Le contrôle de l’interprétation de la loi étrangère par la Cour de cassation

Cette absence de contrôle connaît quelques limites. Cas où il pourra y avoir contrôle de la Cour de cassation :

Dénaturation de la loi étrangère. Méconnaissance du sens clair et précis de la loi étrangère. Civ. 1ère, 21/11/1961, Montefiore. Méconnaissance du sens clair et précis d’un document législatif, dans cet arrêt. Au départ, la Cour de cassation visait l’article 1134 du Code civil (pour contrôler la dénaturation des dispositions contractuelles). Et puis la jurisprudence plus récente vise l’article 3 du Code civil ; civ. 1ère, 1/07/1997, Société Africatours. Pour la Cour de cassation, la dénaturation de la loi étrangère constitue une violation de la règle de conflit de lois. En dénaturant la loi étrangère désignée par la règle de conflit de lois, le juge fait une mauvaise application de la règle de conflit de lois. Au final, il y a peu de cassations pour dénaturations parce qu’il est très rare qu’un juge méconnaisse le sens clair et précis d’un texte. En plus, le juge va apprécier la teneur de la loi étrangère mais telle qu’elle est reproduite devant lui. Ce serait une dénaturation du document qui est produit devant lui, et non une dénaturation de la loi étrangère. En revanche, à l’inverse, le juge peut s’écarter du sens clair et précis d’un texte, s’il le justifie par ailleurs. Ex : jurisprudence qui va en sens contraire du texte.
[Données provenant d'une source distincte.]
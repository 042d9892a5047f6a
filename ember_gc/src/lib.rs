//! Ember Garbage Collector
//!
//! A non-moving mark-and-sweep collector with compartment-scoped
//! collections, built for an embedded scripting runtime.
//!
//! # Architecture
//!
//! - **Chunks**: memory is mapped from the OS in 1 MiB chunks aligned to
//!   their size, so any thing's address identifies its chunk and arena by
//!   masking. Empty chunks age in a pool before being unmapped.
//!
//! - **Arenas**: each chunk holds 256 arenas of 4 KiB. An allocated arena
//!   holds things of one [`AllocKind`] for one compartment, tracks its free
//!   slots as a list of spans, and keeps two mark bits per cell.
//!
//! - **Compartments**: isolated heaps sharing the chunk layer. A collection
//!   covers either the whole runtime or a single compartment, in which case
//!   wrapper targets held by other compartments act as roots.
//!
//! - **Helper thread**: finalizes background-safe kinds after the GC lock is
//!   released, refills the chunk pool, and decommits free arenas.
//!
//! # Usage
//!
//! ```ignore
//! use ember_gc::{AllocKind, GcConfig, Runtime, TraceKind};
//!
//! let rt = Runtime::new(GcConfig::default())?;
//! rt.set_trace_hook(TraceKind::Object, |view, tracer| {
//!     for i in ember_gc::OBJECT_HEADER_WORDS..view.len() {
//!         tracer.trace_word(view.word(i));
//!     }
//! })?;
//!
//! let comp = rt.create_compartment(false);
//! let scope = rt.root_scope();
//! let obj = scope.root(rt.alloc(comp, AllocKind::Object4)?);
//! rt.gc()?;
//! assert!(rt.is_live(obj));
//! ```
//!
//! # Rooting
//!
//! A thing survives a collection only if it is reachable from a root:
//! a [`RootScope`], a named root, a locked thing, a pinned atom, an
//! embedder root tracer, or (with the `conservative` feature) a word on the
//! native stack. Edges between things are discovered solely through the
//! trace hook installed for their [`TraceKind`].

#![warn(missing_docs)]
#![warn(clippy::all)]

pub mod collector;
pub mod heap;
pub mod trace;
#[cfg(feature = "verify")]
pub mod verify;

mod cell;
mod compartment;
mod config;
mod error;
mod helper;
mod kind;
mod roots;
mod runtime;
mod stats;
mod trigger;
mod weak;

// Re-exports for convenient access
pub use cell::{GcCell, ThingView};
pub use collector::{GcKind, GcReason, GcStatus};
pub use compartment::CompartmentId;
pub use config::{ConfigError, GcConfig, GcMode, MIN_MARK_STACK};
pub use error::{GcError, GcResult};
pub use heap::platform::{FaultInjectingPages, PageAllocator, SystemPages};
pub use helper::HelperState;
pub use kind::{AllocKind, OBJECT_HEADER_WORDS, TraceKind};
pub use roots::{ConservativeStats, RootScope};
pub use runtime::{KeepAtoms, Runtime};
pub use stats::{GcPhase, GcStats, GcStatsSnapshot};
pub use trace::{CollectingTracer, CountingTracer, NullTracer, TraceHooks, Tracer};
pub use weak::{Liveness, WeakMapId, WeakMarker, WeakRoots};
#[cfg(feature = "verify")]
pub use verify::{BarrierReport, BarrierViolation};
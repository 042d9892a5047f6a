//! Write-barrier verification and the stack-root checker.

#![cfg(feature = "verify")]

mod common;

use common::{SLOT0, runtime_with};
use ember_gc::verify::is_poisoned;
use ember_gc::{AllocKind, BarrierViolation, GcConfig, Runtime};

fn verifying_runtime() -> Runtime {
    runtime_with(GcConfig {
        verify_barriers: true,
        ..GcConfig::for_testing()
    })
}

#[test]
fn test_barriered_writes_pass() {
    let rt = verifying_runtime();
    let comp = rt.create_compartment(false);
    let scope = rt.root_scope();
    let holder = scope.root(rt.alloc(comp, AllocKind::Object2).expect("alloc"));
    let old = rt.alloc(comp, AllocKind::Object0).expect("alloc");
    let new = rt.alloc(comp, AllocKind::Object0).expect("alloc");
    rt.write_edge(holder, SLOT0, Some(old)).expect("edge");

    assert_eq!(rt.start_barrier_verification(), Ok(true));
    assert_eq!(rt.start_barrier_verification(), Ok(false));
    rt.write_edge(holder, SLOT0, Some(new)).expect("edge");
    let report = rt
        .finish_barrier_verification()
        .expect("finish")
        .expect("report");
    assert!(report.is_clean());
    assert_eq!(report.nodes, 2);
    assert_eq!(report.edges, 1);
}

#[test]
fn test_raw_overwrite_of_edge_is_reported() {
    let rt = verifying_runtime();
    let comp = rt.create_compartment(false);
    let scope = rt.root_scope();
    let holder = scope.root(rt.alloc(comp, AllocKind::Object2).expect("alloc"));
    let target = rt.alloc(comp, AllocKind::Object0).expect("alloc");
    rt.write_edge(holder, SLOT0 + 1, Some(target)).expect("edge");

    assert_eq!(rt.start_barrier_verification(), Ok(true));
    rt.write_word(holder, SLOT0 + 1, 0).expect("write");
    let report = rt
        .finish_barrier_verification()
        .expect("finish")
        .expect("report");
    assert_eq!(
        report.violations,
        vec![BarrierViolation {
            source: holder,
            target,
        }]
    );
}

#[test]
fn test_collection_ends_verification() {
    let rt = verifying_runtime();
    assert_eq!(rt.start_barrier_verification(), Ok(true));
    rt.gc().expect("gc");
    assert_eq!(rt.finish_barrier_verification(), Ok(None));
}

#[test]
fn test_verification_needs_config() {
    let rt = runtime_with(GcConfig::for_testing());
    assert_eq!(rt.start_barrier_verification(), Ok(false));
}

#[test]
fn test_unrooted_stack_words_poisoned() {
    let rt = verifying_runtime();
    let comp = rt.create_compartment(false);
    let scope = rt.root_scope();
    let rooted = scope.root(rt.alloc(comp, AllocKind::Shape).expect("alloc"));
    let loose = rt.alloc(comp, AllocKind::Shape).expect("alloc");
    let pinned = rt.alloc(comp, AllocKind::Shape).expect("alloc");
    assert!(rt.lock_thing(pinned));

    let mut words = [rooted.addr(), loose.addr(), pinned.addr(), 7, 0];
    assert_eq!(rt.check_stack_roots(&mut words), Ok(1));
    assert!(!is_poisoned(words[0]));
    assert!(is_poisoned(words[1]));
    assert!(!is_poisoned(words[2]));
    assert_eq!(&words[3..], &[7, 0]);
}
Contrôle de la motivation. Le juge doit motiver son interprétation de la loi étrangère. Il doit expliquer pourquoi il retient cette interprétation. D’ailleurs, dorénavant, la Cour de cassation exige du juge du fond qu’il indique les dispositions du droit étranger sur lesquelles il fonde sa décision. Il y a un pouvoir souverain d’appréciation mais la motivation a été renforcée, puisque le juge doit s’expliquer. Civ. 1ère, 6/03/2001, ArabInvestmentCompany.

Pour l’instant, la Cour de cassation n’a utilisé le grief de dénaturation qu’à l’égard de documents législatifs. Mais même si on n’a pas d’exemples, on devrait considérer que la Cour de cassation serait prête à sanctionner la dénaturation d’une jurisprudence ou d’une coutume étrangère (claire et précise), puisque le juge doit en tenir compte pour interpréter.